INSTRUCTIONS FOR THE TASK: Give back exactly the stretch of data below from the line holding "pub enum Response" through the line holding "Breath detected marker.", both ends included, and leave the remaining lines out.
--- DATA FOR ANALYSIS Enclosed Below ---
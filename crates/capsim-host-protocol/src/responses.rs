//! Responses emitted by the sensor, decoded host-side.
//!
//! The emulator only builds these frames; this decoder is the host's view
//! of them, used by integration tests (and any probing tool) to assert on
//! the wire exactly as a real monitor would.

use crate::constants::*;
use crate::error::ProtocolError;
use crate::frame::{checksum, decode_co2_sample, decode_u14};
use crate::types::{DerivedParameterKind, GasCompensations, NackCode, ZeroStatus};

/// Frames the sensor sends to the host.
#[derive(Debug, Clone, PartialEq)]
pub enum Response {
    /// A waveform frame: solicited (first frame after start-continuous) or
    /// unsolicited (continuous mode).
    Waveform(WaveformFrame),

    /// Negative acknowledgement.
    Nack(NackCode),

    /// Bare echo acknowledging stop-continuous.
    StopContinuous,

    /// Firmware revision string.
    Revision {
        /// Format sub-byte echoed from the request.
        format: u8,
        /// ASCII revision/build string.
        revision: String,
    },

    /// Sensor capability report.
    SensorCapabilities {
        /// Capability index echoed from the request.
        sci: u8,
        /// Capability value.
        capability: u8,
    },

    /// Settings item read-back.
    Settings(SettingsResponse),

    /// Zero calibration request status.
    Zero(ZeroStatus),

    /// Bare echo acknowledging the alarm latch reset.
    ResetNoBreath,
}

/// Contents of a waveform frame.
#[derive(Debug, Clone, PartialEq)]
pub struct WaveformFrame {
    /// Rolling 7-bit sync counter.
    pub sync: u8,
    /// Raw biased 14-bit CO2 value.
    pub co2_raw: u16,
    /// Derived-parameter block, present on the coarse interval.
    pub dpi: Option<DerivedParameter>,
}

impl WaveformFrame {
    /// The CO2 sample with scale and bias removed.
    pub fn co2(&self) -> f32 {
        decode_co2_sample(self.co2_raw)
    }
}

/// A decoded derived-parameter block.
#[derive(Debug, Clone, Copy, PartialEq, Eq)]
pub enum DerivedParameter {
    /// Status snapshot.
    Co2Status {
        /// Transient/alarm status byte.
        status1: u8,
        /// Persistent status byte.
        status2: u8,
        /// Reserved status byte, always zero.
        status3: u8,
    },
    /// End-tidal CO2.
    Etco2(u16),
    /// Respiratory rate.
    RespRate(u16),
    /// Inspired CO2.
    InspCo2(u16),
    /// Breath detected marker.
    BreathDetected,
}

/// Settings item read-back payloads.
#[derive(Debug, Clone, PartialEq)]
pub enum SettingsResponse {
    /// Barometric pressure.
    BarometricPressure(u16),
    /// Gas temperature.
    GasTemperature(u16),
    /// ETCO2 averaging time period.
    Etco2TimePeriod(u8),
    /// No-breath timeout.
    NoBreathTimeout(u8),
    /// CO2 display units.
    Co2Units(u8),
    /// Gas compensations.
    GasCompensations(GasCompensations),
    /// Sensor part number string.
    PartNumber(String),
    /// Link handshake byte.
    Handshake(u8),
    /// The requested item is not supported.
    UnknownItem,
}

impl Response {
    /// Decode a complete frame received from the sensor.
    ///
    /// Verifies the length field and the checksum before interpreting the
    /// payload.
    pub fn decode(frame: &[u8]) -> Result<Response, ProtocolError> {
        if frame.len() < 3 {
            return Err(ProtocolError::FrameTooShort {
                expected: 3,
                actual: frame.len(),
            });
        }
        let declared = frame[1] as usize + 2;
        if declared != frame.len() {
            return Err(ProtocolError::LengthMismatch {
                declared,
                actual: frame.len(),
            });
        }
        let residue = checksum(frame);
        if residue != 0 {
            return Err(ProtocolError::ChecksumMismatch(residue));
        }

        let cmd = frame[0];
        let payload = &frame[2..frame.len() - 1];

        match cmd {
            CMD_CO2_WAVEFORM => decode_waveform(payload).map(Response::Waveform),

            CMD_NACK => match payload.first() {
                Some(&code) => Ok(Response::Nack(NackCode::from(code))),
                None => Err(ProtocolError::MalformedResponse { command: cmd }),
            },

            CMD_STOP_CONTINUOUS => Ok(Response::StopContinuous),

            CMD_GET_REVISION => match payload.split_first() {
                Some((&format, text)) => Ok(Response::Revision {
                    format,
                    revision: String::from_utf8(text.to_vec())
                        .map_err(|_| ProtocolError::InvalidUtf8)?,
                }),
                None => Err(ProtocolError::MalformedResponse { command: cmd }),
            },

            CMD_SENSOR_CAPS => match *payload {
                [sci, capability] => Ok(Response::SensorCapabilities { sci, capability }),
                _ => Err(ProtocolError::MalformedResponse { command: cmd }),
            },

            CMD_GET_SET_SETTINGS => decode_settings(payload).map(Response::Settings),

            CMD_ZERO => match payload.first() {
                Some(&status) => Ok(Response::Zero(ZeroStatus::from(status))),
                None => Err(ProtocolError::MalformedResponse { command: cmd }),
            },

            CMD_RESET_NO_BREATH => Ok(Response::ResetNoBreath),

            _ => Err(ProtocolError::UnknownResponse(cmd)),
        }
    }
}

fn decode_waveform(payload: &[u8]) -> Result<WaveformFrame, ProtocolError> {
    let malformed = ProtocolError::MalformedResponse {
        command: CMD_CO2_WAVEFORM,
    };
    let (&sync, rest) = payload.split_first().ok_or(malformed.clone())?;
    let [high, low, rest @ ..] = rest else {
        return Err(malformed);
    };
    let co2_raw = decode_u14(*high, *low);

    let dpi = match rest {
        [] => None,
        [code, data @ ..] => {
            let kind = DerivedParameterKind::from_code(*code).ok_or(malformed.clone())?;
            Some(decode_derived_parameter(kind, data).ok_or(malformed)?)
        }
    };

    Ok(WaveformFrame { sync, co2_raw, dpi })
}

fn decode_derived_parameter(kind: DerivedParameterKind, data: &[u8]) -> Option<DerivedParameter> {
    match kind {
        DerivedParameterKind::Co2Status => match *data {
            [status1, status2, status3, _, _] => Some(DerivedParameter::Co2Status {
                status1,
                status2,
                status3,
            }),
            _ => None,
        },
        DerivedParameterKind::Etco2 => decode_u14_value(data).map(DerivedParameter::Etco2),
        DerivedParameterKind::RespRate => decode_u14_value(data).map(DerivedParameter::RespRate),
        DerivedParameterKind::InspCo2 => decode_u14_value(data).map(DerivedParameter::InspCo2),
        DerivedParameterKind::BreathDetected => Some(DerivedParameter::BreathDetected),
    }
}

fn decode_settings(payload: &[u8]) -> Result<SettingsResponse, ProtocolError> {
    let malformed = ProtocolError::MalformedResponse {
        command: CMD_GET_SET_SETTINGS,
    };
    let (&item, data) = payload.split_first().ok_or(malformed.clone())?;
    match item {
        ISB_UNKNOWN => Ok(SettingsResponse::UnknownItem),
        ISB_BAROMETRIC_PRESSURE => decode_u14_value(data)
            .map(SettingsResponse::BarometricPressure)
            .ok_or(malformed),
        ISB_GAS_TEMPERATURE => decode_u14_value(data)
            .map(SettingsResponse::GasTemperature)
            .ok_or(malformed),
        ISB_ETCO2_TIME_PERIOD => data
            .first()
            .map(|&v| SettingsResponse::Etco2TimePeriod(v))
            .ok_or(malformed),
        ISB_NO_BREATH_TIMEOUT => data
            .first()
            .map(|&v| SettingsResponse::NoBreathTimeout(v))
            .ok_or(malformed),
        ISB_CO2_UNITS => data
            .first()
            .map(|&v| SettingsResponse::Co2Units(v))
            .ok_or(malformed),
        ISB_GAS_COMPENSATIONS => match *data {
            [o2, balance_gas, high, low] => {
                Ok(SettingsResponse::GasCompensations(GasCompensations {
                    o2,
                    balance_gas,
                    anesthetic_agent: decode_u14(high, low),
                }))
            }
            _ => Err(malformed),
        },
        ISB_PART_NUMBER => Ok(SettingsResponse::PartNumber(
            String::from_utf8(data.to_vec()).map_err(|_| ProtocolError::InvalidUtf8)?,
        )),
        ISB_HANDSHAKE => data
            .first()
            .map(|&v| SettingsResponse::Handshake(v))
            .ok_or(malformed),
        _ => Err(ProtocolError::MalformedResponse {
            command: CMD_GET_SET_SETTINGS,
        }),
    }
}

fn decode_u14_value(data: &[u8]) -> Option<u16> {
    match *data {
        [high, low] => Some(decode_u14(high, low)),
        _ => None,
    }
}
--- End of Enclosed DATA FOR ANALYSIS ---
TASK RESPONSE:
pub enum Response {
    /// A waveform frame: solicited (first frame after start-continuous) or
    /// unsolicited (continuous mode).
    Waveform(WaveformFrame),

    /// Negative acknowledgement.
    Nack(NackCode),

    /// Bare echo acknowledging stop-continuous.
    StopContinuous,

    /// Firmware revision string.
    Revision {
        /// Format sub-byte echoed from the request.
        format: u8,
        /// ASCII revision/build string.
        revision: String,
    },

    /// Sensor capability report.
    SensorCapabilities {
        /// Capability index echoed from the request.
        sci: u8,
        /// Capability value.
        capability: u8,
    },

    /// Settings item read-back.
    Settings(SettingsResponse),

    /// Zero calibration request status.
    Zero(ZeroStatus),

    /// Bare echo acknowledging the alarm latch reset.
    ResetNoBreath,
}

/// Contents of a waveform frame.
#[derive(Debug, Clone, PartialEq)]
pub struct WaveformFrame {
    /// Rolling 7-bit sync counter.
    pub sync: u8,
    /// Raw biased 14-bit CO2 value.
    pub co2_raw: u16,
    /// Derived-parameter block, present on the coarse interval.
    pub dpi: Option<DerivedParameter>,
}

impl WaveformFrame {
    /// The CO2 sample with scale and bias removed.
    pub fn co2(&self) -> f32 {
        decode_co2_sample(self.co2_raw)
    }
}

/// A decoded derived-parameter block.
#[derive(Debug, Clone, Copy, PartialEq, Eq)]
pub enum DerivedParameter {
    /// Status snapshot.
    Co2Status {
        /// Transient/alarm status byte.
        status1: u8,
        /// Persistent status byte.
        status2: u8,
        /// Reserved status byte, always zero.
        status3: u8,
    },
    /// End-tidal CO2.
    Etco2(u16),
    /// Respiratory rate.
    RespRate(u16),
    /// Inspired CO2.
    InspCo2(u16),
    /// Breath detected marker.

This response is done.